Karam: Govt using Bain as a 'pawn'
By 3 News online staff, with additional reporting from NZN
David Bain has filed a claim seeking a judicial review of the Justice Minister Judith Collins' handling of a report into his compensation claim.
His supporters say Judith Collins' rejection of the report which found Mr Bain innocent on the balance of probabilities amounts to a breach of natural justice.
Long time supporter of Mr Bain, Joe Karam, says Mr Bain just wants the ordeal to be over.
"He's sick and tired of courts, of inquiries, of affidavits, of investigations," Mr Karam told Firstline this morning.
Ms Collins last year canned a report into Mr Bain's conviction by retired Canadian judge Ian Binnie which recommended he receive compensation.
A peer review by Robert Fisher QC which Ms Collins had requested found Justice Binnie's report was "fundamentally flawed".

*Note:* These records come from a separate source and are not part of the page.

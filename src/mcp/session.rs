//! Session lifecycle.
//!
//! `Connecting -> Negotiating -> Ready -> Closed`. `Closed` is terminal.
//! Readiness is checked when a request arrives, in arrival order, so a
//! request read before the `initialized` acknowledgment is refused even if
//! the acknowledgment follows immediately.

use serde::{Deserialize, Serialize};
use std::fmt;
use tokio::sync::RwLock;
use tracing::{debug, info, warn};
use uuid::Uuid;

use crate::error::{Error, Result};
use crate::mcp::negotiation::{self, Negotiated};
use crate::mcp::protocol::{methods, ClientCapabilities, InitializeParams, ServerCapabilities};

/// Unique id of one connected peer pair.
#[derive(Debug, Clone, Copy, PartialEq, Eq, Hash, Serialize, Deserialize)]
pub struct SessionId(Uuid);

impl SessionId {
    pub fn new() -> Self {
        Self(Uuid::new_v4())
    }
}

impl Default for SessionId {
    fn default() -> Self {
        Self::new()
    }
}

impl fmt::Display for SessionId {
    fn fmt(&self, f: &mut fmt::Formatter<'_>) -> fmt::Result {
        write!(f, "{}", self.0)
    }
}

/// Lifecycle state.
#[derive(Debug, Clone, Copy, PartialEq, Eq, Serialize, Deserialize)]
#[serde(rename_all = "snake_case")]
pub enum SessionState {
    Connecting,
    Negotiating,
    Ready,
    Closed,
}

/// Provider-side view of one session.
#[derive(Debug)]
pub struct Session {
    id: SessionId,
    state: RwLock<SessionState>,
    negotiated: RwLock<Option<Negotiated>>,
}

impl Session {
    pub fn new() -> Self {
        Self {
            id: SessionId::new(),
            state: RwLock::new(SessionState::Connecting),
            negotiated: RwLock::new(None),
        }
    }

    pub fn id(&self) -> SessionId {
        self.id
    }

    pub async fn state(&self) -> SessionState {
        *self.state.read().await
    }

    pub async fn is_closed(&self) -> bool {
        self.state().await == SessionState::Closed
    }

    /// Handle an `initialize` request.
    ///
    /// A version mismatch closes the session. A second `initialize` is an
    /// ordinary per-request error.
    pub async fn begin_negotiation(
        &self,
        local: &ServerCapabilities,
        params: InitializeParams,
    ) -> Result<Negotiated> {
        let mut state = self.state.write().await;
        match *state {
            SessionState::Connecting => {}
            SessionState::Closed => return Err(Error::SessionClosed),
            SessionState::Negotiating | SessionState::Ready => {
                return Err(Error::InvalidRequest(
                    "initialize may only be sent once per session".to_string(),
                ))
            }
        }

        match negotiation::negotiate(local, params) {
            Ok(negotiated) => {
                info!(
                    "Session {} negotiating protocol {} with {} {}",
                    self.id,
                    negotiated.protocol_version,
                    negotiated.peer_info.name,
                    negotiated.peer_info.version
                );
                *self.negotiated.write().await = Some(negotiated.clone());
                *state = SessionState::Negotiating;
                Ok(negotiated)
            }
            Err(e) => {
                warn!("Session {} negotiation failed: {}", self.id, e);
                *state = SessionState::Closed;
                Err(e)
            }
        }
    }

    /// Handle the `initialized` notification. Returns whether the session
    /// became ready.
    pub async fn acknowledge(&self) -> bool {
        let mut state = self.state.write().await;
        if *state == SessionState::Negotiating {
            *state = SessionState::Ready;
            info!("Session {} ready", self.id);
            true
        } else {
            warn!(
                "Session {} ignoring initialized notification in state {:?}",
                self.id, *state
            );
            false
        }
    }

    /// Whether a request for `method` may be serviced right now.
    pub async fn check_request(&self, method: &str) -> Result<()> {
        match self.state().await {
            SessionState::Closed => Err(Error::SessionClosed),
            SessionState::Ready => Ok(()),
            _ if method == methods::PING => Ok(()),
            state => {
                debug!("Refusing {} in state {:?}", method, state);
                Err(Error::NotReady(method.to_string()))
            }
        }
    }

    /// Capabilities the controller advertised; empty before negotiation.
    pub async fn peer_capabilities(&self) -> ClientCapabilities {
        self.negotiated
            .read()
            .await
            .as_ref()
            .map(|n| n.peer_capabilities.clone())
            .unwrap_or_default()
    }

    /// An `initialize` whose params could not be read. Closes the session if
    /// it has not negotiated yet; returns whether it did.
    pub async fn fail_negotiation(&self, reason: &Error) -> bool {
        let mut state = self.state.write().await;
        if *state != SessionState::Connecting {
            return false;
        }
        warn!("Session {} negotiation failed: {}", self.id, reason);
        *state = SessionState::Closed;
        true
    }

    pub async fn close(&self) {
        let mut state = self.state.write().await;
        if *state != SessionState::Closed {
            debug!("Session {} closed", self.id);
            *state = SessionState::Closed;
        }
    }
}

impl Default for Session {
    fn default() -> Self {
        Self::new()
    }
}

"We thought that when Justice Binnie finished his work, that would be the end of the matter. We went into this in good faith with the Government and the Ministry of Justice, and we decided that whatever Justice Binnie said, that would be the end.

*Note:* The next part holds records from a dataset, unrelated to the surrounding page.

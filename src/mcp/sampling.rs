//! Provider-initiated sampling and root-listing payloads.
//!
//! `sampling/createMessage` carries two kinds of request on one method: a
//! plain text completion, or a request to read a root whose descriptor is
//! smuggled in `metadata`. [`SamplingRequest::classify`] tells them apart by
//! trying to read `metadata` as a [`Root`] and falling back to text.

use serde::{Deserialize, Serialize};
use serde_json::Value;

use crate::mcp::protocol::{ContentBlock, Role};

/// One message in a sampling conversation.
#[derive(Debug, Clone, PartialEq, Serialize, Deserialize)]
pub struct SamplingMessage {
    pub role: Role,
    pub content: ContentBlock,
}

impl SamplingMessage {
    pub fn user_text(text: impl Into<String>) -> Self {
        Self {
            role: Role::User,
            content: ContentBlock::Text { text: text.into() },
        }
    }
}

/// Params of `sampling/createMessage`.
#[derive(Debug, Clone, PartialEq, Serialize, Deserialize)]
#[serde(rename_all = "camelCase")]
pub struct CreateMessageParams {
    pub messages: Vec<SamplingMessage>,
    pub max_tokens: u32,
    #[serde(default, skip_serializing_if = "Option::is_none")]
    pub system_prompt: Option<String>,
    #[serde(default, skip_serializing_if = "Option::is_none")]
    pub temperature: Option<f64>,
    #[serde(default, skip_serializing_if = "Option::is_none")]
    pub metadata: Option<Value>,
}

impl CreateMessageParams {
    pub fn new(messages: Vec<SamplingMessage>, max_tokens: u32) -> Self {
        Self {
            messages,
            max_tokens,
            system_prompt: None,
            temperature: None,
            metadata: None,
        }
    }

    pub fn with_metadata(mut self, metadata: Value) -> Self {
        self.metadata = Some(metadata);
        self
    }
}

/// Result of `sampling/createMessage`.
#[derive(Debug, Clone, PartialEq, Serialize, Deserialize)]
#[serde(rename_all = "camelCase")]
pub struct CreateMessageResult {
    pub role: Role,
    pub content: ContentBlock,
    pub model: String,
    #[serde(default, skip_serializing_if = "Option::is_none")]
    pub stop_reason: Option<String>,
}

impl CreateMessageResult {
    /// Text of the reply, if it is a text block.
    pub fn text(&self) -> Option<&str> {
        match &self.content {
            ContentBlock::Text { text } => Some(text),
            _ => None,
        }
    }
}

/// A root exposed by the controller.
#[derive(Debug, Clone, PartialEq, Eq, Serialize, Deserialize)]
pub struct Root {
    pub uri: String,
    #[serde(default, skip_serializing_if = "Option::is_none")]
    pub name: Option<String>,
}

impl Root {
    /// Read a root descriptor out of an untyped value.
    ///
    /// Needs a `file://` `uri` string; `name` is optional but must be a
    /// string when present. Extra keys are ignored.
    pub fn parse(value: &Value) -> Option<Self> {
        let obj = value.as_object()?;
        let uri = obj.get("uri")?.as_str()?;
        let rest = uri.strip_prefix("file://")?;
        if rest.is_empty() {
            return None;
        }
        let name = match obj.get("name") {
            None | Some(Value::Null) => None,
            Some(Value::String(name)) => Some(name.clone()),
            Some(_) => return None,
        };
        Some(Self {
            uri: uri.to_string(),
            name,
        })
    }
}

/// Result of `roots/list`.
#[derive(Debug, Clone, Default, PartialEq, Serialize, Deserialize)]
pub struct ListRootsResult {
    pub roots: Vec<Root>,
}

/// A classified `sampling/createMessage` request.
#[derive(Debug, Clone, PartialEq)]
pub enum SamplingRequest {
    /// `metadata` parsed as a root descriptor.
    Root {
        root: Root,
        params: CreateMessageParams,
    },
    /// Anything else.
    Text(CreateMessageParams),
}

impl SamplingRequest {
    /// Root if `metadata` reads as one, text otherwise. Never fails.
    ///
    /// A text request whose metadata happens to look like a root is
    /// classified as a root.
    pub fn classify(params: CreateMessageParams) -> Self {
        match params.metadata.as_ref().and_then(Root::parse) {
            Some(root) => Self::Root { root, params },
            None => Self::Text(params),
        }
    }

    pub fn params(&self) -> &CreateMessageParams {
        match self {
            Self::Root { params, .. } => params,
            Self::Text(params) => params,
        }
    }

    /// Concatenated text of the request messages.
    pub fn prompt_text(&self) -> String {
        self.params()
            .messages
            .iter()
            .filter_map(|m| match &m.content {
                ContentBlock::Text { text } => Some(text.as_str()),
                _ => None,
            })
            .collect::<Vec<_>>()
            .join("\n")
    }
}

#[cfg(test)]
mod tests {
    use super::*;
    use serde_json::json;

    fn params_with(metadata: Option<Value>) -> CreateMessageParams {
        let mut params = CreateMessageParams::new(vec![SamplingMessage::user_text("hi")], 100);
        params.metadata = metadata;
        params
    }

    #[test]
    fn test_root_metadata_is_classified_as_root() {
        let request = SamplingRequest::classify(params_with(Some(json!({
            "uri": "file:///home/user/project",
            "name": "project"
        }))));
        match request {
            SamplingRequest::Root { root, .. } => {
                assert_eq!(root.uri, "file:///home/user/project");
                assert_eq!(root.name.as_deref(), Some("project"));
            }
            other => panic!("expected root, got {:?}", other),
        }
    }

    #[test]
    fn test_root_name_is_optional() {
        let request =
            SamplingRequest::classify(params_with(Some(json!({ "uri": "file:///tmp" }))));
        assert!(matches!(request, SamplingRequest::Root { root, .. } if root.name.is_none()));
    }

    #[test]
    fn test_non_root_metadata_falls_back_to_text() {
        let cases = [
            None,
            Some(json!(null)),
            Some(json!("file:///tmp")),
            Some(json!({ "name": "no uri" })),
            Some(json!({ "uri": "https://example.com" })),
            Some(json!({ "uri": "file://" })),
            Some(json!({ "uri": 42 })),
            Some(json!({ "uri": "file:///tmp", "name": 7 })),
            Some(json!({ "trace": "abc" })),
        ];
        for metadata in cases {
            let request = SamplingRequest::classify(params_with(metadata.clone()));
            assert!(
                matches!(request, SamplingRequest::Text(_)),
                "metadata {:?}",
                metadata
            );
        }
    }

    #[test]
    fn test_wire_shape() {
        let params = CreateMessageParams::new(vec![SamplingMessage::user_text("hello")], 100)
            .with_metadata(json!({"uri": "file:///a"}));
        let value = serde_json::to_value(&params).unwrap();
        assert_eq!(value["maxTokens"], 100);
        assert_eq!(value["messages"][0]["role"], "user");
        assert_eq!(value["messages"][0]["content"]["type"], "text");

        let result: CreateMessageResult = serde_json::from_value(json!({
            "role": "assistant",
            "content": { "type": "text", "text": "done" },
            "model": "m",
            "stopReason": "endTurn"
        }))
        .unwrap();
        assert_eq!(result.text(), Some("done"));
        assert_eq!(result.stop_reason.as_deref(), Some("endTurn"));
    }

    #[test]
    fn test_prompt_text() {
        let request = SamplingRequest::classify(CreateMessageParams::new(
            vec![
                SamplingMessage::user_text("one"),
                SamplingMessage::user_text("two"),
            ],
            10,
        ));
        assert_eq!(request.prompt_text(), "one\ntwo");
    }
}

"And we know that the Government has got the discretion whether to pay David or not pay him, but we did not expect that David would become a pawn in some political game at some stage of the process."
Ms Collins says it would be "unacceptable" for Cabinet to award compensation based on Justice Binnie's report.

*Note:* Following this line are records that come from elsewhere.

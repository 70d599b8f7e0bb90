//! Configuration management for the explorer.

use clap::Parser;
use serde::{Deserialize, Serialize};
use std::path::PathBuf;
use std::time::Duration;

use crate::error::{Error, Result};
use crate::DEFAULT_CHUNK_SIZE;

/// Default ceiling on the size of a served file (16 MiB).
pub const DEFAULT_MAX_RESOURCE_SIZE: u64 = 16 * 1024 * 1024;

/// Command-line arguments for the explorer server.
#[derive(Parser, Debug, Clone)]
#[command(name = "fs-explorer")]
#[command(version = env!("CARGO_PKG_VERSION"))]
#[command(about = "Read-only filesystem explorer speaking the Model Context Protocol")]
pub struct Args {
    /// Directory that resource keys and tool paths resolve against
    #[arg(short, long, env = "FS_EXPLORER_ROOT")]
    pub root: Option<PathBuf>,

    /// Transport mode: stdio or tcp
    #[arg(short, long, default_value = "stdio", env = "FS_EXPLORER_TRANSPORT")]
    pub transport: Transport,

    /// TCP port (only for tcp transport)
    #[arg(short, long, default_value = "8080", env = "FS_EXPLORER_PORT")]
    pub port: u16,

    /// Characters per chunk
    #[arg(long, default_value_t = DEFAULT_CHUNK_SIZE, env = "FS_EXPLORER_CHUNK_SIZE")]
    pub chunk_size: u64,

    /// Largest file served as a resource (bytes)
    #[arg(long, default_value_t = DEFAULT_MAX_RESOURCE_SIZE, env = "FS_EXPLORER_MAX_RESOURCE_SIZE")]
    pub max_resource_size: u64,

    /// File extensions never served, comma separated
    #[arg(long, value_delimiter = ',', env = "FS_EXPLORER_DENIED_EXTENSIONS")]
    pub denied_extensions: Vec<String>,

    /// Timeout for requests sent to the controller (seconds)
    #[arg(long, default_value = "60", env = "FS_EXPLORER_REQUEST_TIMEOUT")]
    pub request_timeout_secs: u64,

    /// Notify subscribers when served files change
    #[arg(long, env = "FS_EXPLORER_WATCH")]
    pub watch: bool,

    /// Watcher debounce interval (milliseconds)
    #[arg(long, default_value = "500", env = "FS_EXPLORER_DEBOUNCE_MS")]
    pub debounce_ms: u64,

    /// Enable debug logging
    #[arg(short, long, env = "FS_EXPLORER_DEBUG")]
    pub debug: bool,

    /// Log output format
    #[arg(long, default_value = "text", env = "FS_EXPLORER_LOG_FORMAT")]
    pub log_format: LogFormat,
}

/// Transport mode.
#[derive(Debug, Clone, Copy, Default, PartialEq, Eq, clap::ValueEnum, Serialize, Deserialize)]
#[serde(rename_all = "lowercase")]
pub enum Transport {
    #[default]
    Stdio,
    Tcp,
}

/// Log output format.
#[derive(Debug, Clone, Copy, Default, PartialEq, Eq, clap::ValueEnum, Serialize, Deserialize)]
#[serde(rename_all = "lowercase")]
pub enum LogFormat {
    #[default]
    Text,
    Json,
}

/// Server configuration.
#[derive(Debug, Clone, Serialize, Deserialize)]
pub struct Config {
    /// Served root directory
    pub root: PathBuf,
    /// Transport mode
    pub transport: Transport,
    /// TCP port
    pub port: u16,
    /// Characters per chunk
    pub chunk_size: u64,
    /// Largest servable file, in bytes
    pub max_resource_size: u64,
    /// Extensions that are never served
    #[serde(default)]
    pub denied_extensions: Vec<String>,
    /// Outbound request timeout
    pub request_timeout_secs: u64,
    /// File watcher enabled
    pub watch: bool,
    /// Watcher debounce
    pub debounce_ms: u64,
    /// Debug mode
    pub debug: bool,
    /// Log format
    #[serde(default)]
    pub log_format: LogFormat,
}

impl Config {
    /// Reject settings the server cannot run with.
    pub fn validate(&self) -> Result<()> {
        if self.chunk_size == 0 {
            return Err(Error::Config("chunk_size must be positive".to_string()));
        }
        if self.request_timeout_secs == 0 {
            return Err(Error::Config(
                "request_timeout_secs must be positive".to_string(),
            ));
        }
        if !self.root.is_dir() {
            return Err(Error::Config(format!(
                "root {} is not a directory",
                self.root.display()
            )));
        }
        Ok(())
    }

    pub fn request_timeout(&self) -> Duration {
        Duration::from_secs(self.request_timeout_secs)
    }
}

impl From<Args> for Config {
    fn from(args: Args) -> Self {
        Self {
            root: args.root.unwrap_or_else(|| PathBuf::from(".")),
            transport: args.transport,
            port: args.port,
            chunk_size: args.chunk_size,
            max_resource_size: args.max_resource_size,
            denied_extensions: args.denied_extensions,
            request_timeout_secs: args.request_timeout_secs,
            watch: args.watch,
            debounce_ms: args.debounce_ms,
            debug: args.debug,
            log_format: args.log_format,
        }
    }
}

impl Default for Config {
    fn default() -> Self {
        Self {
            root: PathBuf::from("."),
            transport: Transport::Stdio,
            port: 8080,
            chunk_size: DEFAULT_CHUNK_SIZE,
            max_resource_size: DEFAULT_MAX_RESOURCE_SIZE,
            denied_extensions: Vec::new(),
            request_timeout_secs: 60,
            watch: false,
            debounce_ms: 500,
            debug: false,
            log_format: LogFormat::Text,
        }
    }
}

"That would not have resulted in justice for anyone, let alone Mr Bain."
Mr Karam disputes Ms Collins' claim that Justice Binnie's report contained factual errors and overstepped its mandate.
"I think the only thing that really the police and Crown Law, who are the people that provided her with what she said is 'wrong' with it, all they didn't like about the report is that it had the word 'innocent' in it, rather than 'guilty'. That's the only flaw in the report that I can find."
Despite Mr Bain's wish for the whole saga to be over, Mr Karam says he won't let the Government "walk all over" his rights.
"David Bain's the only one disadvantaged if this gets delayed any longer. It doesn't affect [the Government] if David's compensation claim goes on longer. He doesn't want it to take longer, but we just think that this should be dealt with and ruled upon by the court first.
"This judicial review is only about one thing – fairness."
The Government is not obliged to pay compensation but Mr Bain could receive about $2 million if a formula used by the Government in its last compensation payment is followed.